Stormur commented 3 years ago

I think on the contrary that many, few and so on are clear examples of DET. The key point is that they are functional words not dissimilar from that, both and so on. They just determine an indefinite (hence, I think, PronType=Ind) quantity (hence I think they would receive NumType=Card). There's nothing else to them. The behaviour of possible repetition, distribution with respect to other elements like very and so on are probably determined by semantical factors: there's really no way that some can have a higher degree (but cannot we say only some?), it is "sparse" by its own nature; whereas even an indefinite quantity leans itself well: the same way I can say 10, 1 000, 1 000 000, I can grade the intensity of a many.

I really dislike this page on DET. I think that POS should be defined as distributional classes and not as semantic classes.
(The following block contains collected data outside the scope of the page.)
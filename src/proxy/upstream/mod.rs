pub mod client;
pub mod errors;
pub mod stream;

pub use client::UpstreamClient;
pub use errors::UpstreamErrorKind;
I agree with you that many and few are distributionally adjectives. But I you want to tag them ADJ you must completely change the current definition of DET on the UD page and you must verify that the owners of the 180 UD treebanks agree.

But the problem is that the distinction between ADJ and DET is and needs to be mostly semantic, and personally I have actually been finding it clearer and clearer the more I have been annotating. You can see both as a same class: then, the lexical ones therein that we want as heads are labeled ADJ, the functional ones with only deictic qualities or similar that will depend as leaves are DETs. Of course everything has a meaning, but there is still a difference between these two facets. And naturally some border cases can occur, especially when a lexical ADJ slowly becomes grammaticalised as a mere determiner, where uncertainty may arise. But I think this is not the case for many or few.
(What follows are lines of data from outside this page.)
use crate::proxy::accounts::store::CredentialStore;
use crate::proxy::mappers::governor;
use crate::proxy::mappers::kiro;
use crate::proxy::mappers::normalizer;
use crate::proxy::mappers::GatewayRequest;
use crate::proxy::monitor::FlowHandle;
use crate::proxy::state::AppState;
use crate::proxy::upstream::errors::{self, UpstreamErrorKind};
use crate::proxy::upstream::stream::ByteStream;

#[derive(Debug, Clone, PartialEq, Eq)]
pub enum GatewayError {
    NoAccountAvailable,
    AuthenticationFailed,
    RateLimitedAllAccounts,
    ContentLengthExceeded,
    UpstreamUnavailable(String),
    BadRequest(String),
    UnsupportedFeature(String),
    Internal(String),
}

impl GatewayError {
    pub fn kind_str(&self) -> &'static str {
        match self {
            GatewayError::NoAccountAvailable => "no_account_available",
            GatewayError::AuthenticationFailed => "authentication_failed",
            GatewayError::RateLimitedAllAccounts => "rate_limited_all_accounts",
            GatewayError::ContentLengthExceeded => "content_length_exceeded",
            GatewayError::UpstreamUnavailable(_) => "upstream_unavailable",
            GatewayError::BadRequest(_) => "bad_request",
            GatewayError::UnsupportedFeature(_) => "unsupported_feature",
            GatewayError::Internal(_) => "internal",
        }
    }

    pub fn http_status(&self) -> u16 {
        match self {
            GatewayError::NoAccountAvailable => 503,
            GatewayError::AuthenticationFailed => 502,
            GatewayError::RateLimitedAllAccounts => 429,
            GatewayError::ContentLengthExceeded => 400,
            GatewayError::UpstreamUnavailable(_) => 502,
            GatewayError::BadRequest(_) => 400,
            GatewayError::UnsupportedFeature(_) => 400,
            GatewayError::Internal(_) => 500,
        }
    }

    pub fn message(&self) -> String {
        match self {
            GatewayError::NoAccountAvailable => "No upstream account is available".to_string(),
            GatewayError::AuthenticationFailed => {
                "Upstream authentication failed for all attempted accounts".to_string()
            }
            GatewayError::RateLimitedAllAccounts => {
                "All upstream accounts are rate limited, retry later".to_string()
            }
            GatewayError::ContentLengthExceeded => {
                "Conversation exceeds the upstream content length limit".to_string()
            }
            GatewayError::UpstreamUnavailable(detail) => {
                format!("Upstream unavailable: {}", detail)
            }
            GatewayError::BadRequest(detail) => detail.clone(),
            GatewayError::UnsupportedFeature(detail) => {
                format!("Unsupported feature: {}", detail)
            }
            GatewayError::Internal(detail) => format!("Internal error: {}", detail),
        }
    }
}

/// Balances the account in-flight gauge and the global gauge on every exit
/// path, including a client dropping a half-read stream.
pub struct InFlightGuard {
    store: Arc<CredentialStore>,
    account_id: String,
    global: Arc<crate::proxy::state::RuntimeState>,
}

impl InFlightGuard {
    fn new(state: &AppState, account_id: &str) -> Self {
        state.runtime.inflight.fetch_add(1, Ordering::Relaxed);
        Self {
            store: state.core.store.clone(),
            account_id: account_id.to_string(),
            global: state.runtime.clone(),
        }
    }
}

impl Drop for InFlightGuard {
    fn drop(&mut self) {
        self.store.end_flight(&self.account_id);
        self.global.inflight.fetch_sub(1, Ordering::Relaxed);
    }
}

/// A committed upstream call: status was success and the first data chunk
/// has arrived. From here the account cannot change; translators relay the
/// stream and the guard travels with it.
impl std::fmt::Debug for UpstreamSuccess {
    fn fmt(&self, f: &mut std::fmt::Formatter<'_>) -> std::fmt::Result {
        f.debug_struct("UpstreamSuccess")
            .field("account_id", &self.account_id)
            .field("account_label", &self.account_label)
            .field("first_chunk", &self.first_chunk)
            .finish_non_exhaustive()
    }
}

pub struct UpstreamSuccess {
    pub account_id: String,
    pub account_label: String,
    pub first_chunk: Bytes,
    pub rest: ByteStream,
    pub guard: InFlightGuard,
}

pub async fn execute(
    state: &AppState,
    request: &mut GatewayRequest,
    flow: &mut FlowHandle,
) -> Result<UpstreamSuccess, GatewayError> {
    let deadline = Duration::from_secs(state.config.request_deadline_secs);
    match timeout(deadline, execute_inner(state, request, flow)).await {
        Ok(result) => result,
        Err(_) => {
            flow.note("request deadline exceeded");
            Err(GatewayError::UpstreamUnavailable(
                "request deadline exceeded".to_string(),
            ))
        }
    }
}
The problem is that a pure distributional approach to ADJ/DET/... labelling would retrieve lots more classes, based on small, rather arbitrary variations, like the occurrence with a specific adverbial modifier, and so on. Because in the end ADJs and DETs as a whole are substantially distributed the same way. Another problem of a purely distributional approach is that it risks becoming purely contextual: for example, I do not think it makes sense labelling an adjective as a noun only because it appears without head noun, if it has not been fixed into a particular sense (e.g. it is always meant with a particular gender, and so on).

sylvainkahane commented 3 years ago

In some languages, we have quite clear distributional classes. In French, a common noun cannot appear as a subject without some particular elements (contrary to English where a plural noun can appear alone). It is such particular elements that I would call determiners and I would like to tag DET. I don't need any semantic criterium to do that.

More exactly there are four distributional classes in French:

The distributional class of quasi-determiners is the most tricky class. Except for the numerals, it includes vey few elements: quelques 'some/few', différent 'various' and divers 'various'. These elements are sometimes tagged ADJ when they are preceded by a definite determiner, but they are mostly tagged DET in the UD treebanks. (Note that différent can also be used post-nominally with a different meaning: ces différentes tables 'these various tables', ces tables différentes 'these different tables (different from one another)'.)

Anyway, in French we have a quite clear distributional criterium to cut between DET and ADJ: a DET is required and cannot be erased. This criterium must be refined for quasi-determiners to decide whether quelques is DET or ADJ in ces quelques tables: If we consider that both ces and quelques can be suppressed, but not both of them simultaneously, both ces and quelques must be tagged DET in ces quelques tables. Not a word of semantics is needed!

amir-zeldes commented 3 years ago

I think the situation in English is fairly similar, even if there are bare plurals in the language: determiners are special in appearing before adjectives (green the grass), being unrepeatable (green green grass/the the grass) and of course they are not modifiable by the typical intensifiers (so/very). I think words like "many, few" are less prototypical as adjectives and don't pass every ADJ test, but they certainly don't pass all DET tests either, so I think there is some room to apply judgment here, and the criteria should be morphosyntactic, not semantic. For "few" in particular, the presence of a morphological comparative "fewer" should be added to the list of indications that it is better classified as an ADJ than a DET.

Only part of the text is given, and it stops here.